6.16.14 was the worst day of my life....yet it does not go unnoticed that it just might be your most favorite day for you entered eternity...paradise...you were welcomed home...you met your maker...you were embraced by your loved ones...esp your dad. you suffered beyond belief yet were rewarded with being flooded with feelings I cant even imagine upon entering heaven. ...365 days later I have kept that imagine in my mind of your being at peace...at you being filled with fulfillment, happiness and above all love...and its been the only thing that has gotten me this far without you...knowing you are at home forever at peace. hopefully with that signature smile you know the one with the crinkled up nose with sparkling eyes...happy heavenly day to you mom. I love you, forever.

Wednesday, June 10, 2015

When fear is reality

I remember standing in your room...looking at your hospital bed....thinking wow your small frame makes that bed look huge when in reality it was your typical twin/single bed. it was late and it was just us five. You looked at all of us...you were mentally with us...which at that time was fleeting..your eyes filled with tears as you finally spoke ...i  love you all so very much...i was given so much in this life - my greatest blessing was being your mom...i am sorry this happened that i brought this into our family - i am sorry i couldn't beat this for you...i am sorry for doing this to you... i am sorry... i love you...i love you so much...  but i can't live like this...i don't think i will make it thru the night...i don't want to live like this...this isn't living...i love you..we were all crying...we know mom...we don't want you to live like this either...no mom this isn't your fault....we love you. we are so grateful to call you our mom...you blessed us. you loved us. you raised us. we love you....i knew in that moment the fate of her destiny was sealed...i was holding onto hope that she would bound back - turn a corner...i knew it was now only a matter of when she would leave us.  I remember not wanting to leave the hospital that nite...i didn't want to go to bed for fear she wouldn't in fact make it thru the nite...i feared for this moment for the last four years...and prior to that gathering in her room it was just a fear...now the difference was..it was reality..it was really happening...it was going to really happen. i thought i prepared myself for that moment knowing it would one day come...turns out i wasn't prepared at all...for nothing can prepare you for such a moment. i am still not prepared...and i never will be chances are...but life continues on. i don't know how but it does...
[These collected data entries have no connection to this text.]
//! Server lifecycle errors

use thiserror::Error;

/// Errors raised while configuring or running the HTTP server.
///
/// Request-level failures never reach this type; they classify as a
/// `FactorOutcome` and answer with a response body instead.
#[derive(Debug, Error)]
pub enum ServeError {
    /// Configuration rejected by validation.
    #[error("invalid configuration: {0}")]
    InvalidConfig(String),

    /// Could not bind the listen address.
    #[error("failed to bind {addr}: {source}")]
    Bind {
        /// Address the bind was attempted on.
        addr: String,
        /// Underlying I/O failure.
        source: std::io::Error,
    },

    /// Serving failed after startup.
    #[error("server error: {0}")]
    Serve(#[source] std::io::Error),
}

#[cfg(test)]
mod tests {
    use super::*;

    #[test]
    fn invalid_config_message_carries_the_reason() {
        let err = ServeError::InvalidConfig("Port cannot be zero".to_string());
        assert!(err.to_string().contains("Port cannot be zero"));
    }

    #[test]
    fn bind_error_names_the_address() {
        let err = ServeError::Bind {
            addr: "127.0.0.1:5000".to_string(),
            source: std::io::Error::from(std::io::ErrorKind::AddrInUse),
        };
        assert!(err.to_string().contains("127.0.0.1:5000"));
    }
}
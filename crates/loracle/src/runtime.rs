//! Process-wide simulation runtime.
//!
//! The quantum simulation environment is initialized once per process and
//! shared as an immutable handle. Simulators are constructed from the handle,
//! so the one-time startup side effect stays out of the request path.

use once_cell::sync::OnceCell;
use tracing::info;

/// Default simulator capacity in qubits.
///
/// A factoring register for an n-bit input needs `2n + 3` qubits, so the
/// default admits inputs up to 30 bits.
pub const DEFAULT_MAX_QUBITS: u32 = 63;

static RUNTIME: OnceCell<RuntimeHandle> = OnceCell::new();

/// Immutable handle to the initialized simulation runtime.
#[derive(Debug, Clone, Copy, PartialEq, Eq)]
pub struct RuntimeHandle {
    max_qubits: u32,
}

impl RuntimeHandle {
    pub(crate) fn new(max_qubits: u32) -> Self {
        Self { max_qubits }
    }

    /// Simulator capacity in qubits.
    #[must_use]
    pub fn max_qubits(&self) -> u32 {
        self.max_qubits
    }

    /// Qubits required to run one factoring round for `number`.
    #[must_use]
    pub fn required_qubits(number: u64) -> u32 {
        let bits = 64 - number.leading_zeros();
        2 * bits + 3
    }

    /// Whether the runtime can host a factoring round for `number`.
    #[must_use]
    pub fn admits(&self, number: u64) -> bool {
        Self::required_qubits(number) <= self.max_qubits
    }
}

/// Initialize the runtime with the default capacity.
///
/// Idempotent: subsequent calls return the handle created first.
pub fn initialize() -> RuntimeHandle {
    initialize_with_capacity(DEFAULT_MAX_QUBITS)
}

/// Initialize the runtime with an explicit qubit capacity.
///
/// The capacity of the first initialization wins for the process lifetime.
pub fn initialize_with_capacity(max_qubits: u32) -> RuntimeHandle {
    *RUNTIME.get_or_init(|| {
        info!(max_qubits, "initializing quantum simulation runtime");
        RuntimeHandle::new(max_qubits)
    })
}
it was June 10 well actually the early hours of June 11...she would be gone 5 days later...what a nightmare it all was...still is when i think back to those June days of the suffering and struggle her final days were and the exhaustion and pain that came to us as we had no choice but to stand by and watch. i don't think i will ever forget those June days...my jaw just hurting all the time...from biting down so hard to fight the tears back...the intense eye headaches that never left as a result of exhaustion, no sleep and too much crying. staying strong - keeping positive - trying to comfort others We spent our days in the hospital with her - our meals eaten downstairs in the cafeteria as we took turns sitting with her while the others picked at food we forced down.  We would read to her - sing to her - watch tv with her in shifts as the rest would gather in the lounge doing just about anything to distract our minds from the reality that was our lives during those June days...we would laugh..and when we did i remember thinking i never realized how great laughing truly felt...what a simple free blessing we are given in laughing...She was one of two ways - lost in her own thoughts/world or throwing up as a result of pushing fluids to flush the high levels of ammonia from her body.  Neither were pleasant to witness...at all. her sleeping was a welcome state...i would often just sit and look at her ...it was the strangest feeling to see her there yet not see her there...it was my first realization that a body is just a shell for the soul...part of her - the best part of her had quickly started to fade out of this world - her body already showed signs that her full self had started to part...i sat there wondering how did we get here...how is this her story...how is this reality right now. things were moving so fast yet so slow at the same moment. we were all at a lost of words not sure what to think - what to say - what to do...our warrior for the first time didn't appear to be superwoman...our lives were hanging by treads - we stood on crack glass beneath us it was no longer a thought will it shattered now the thought was it was only a matter of time...the world that we knew life to be would forever be altered and we all knew it.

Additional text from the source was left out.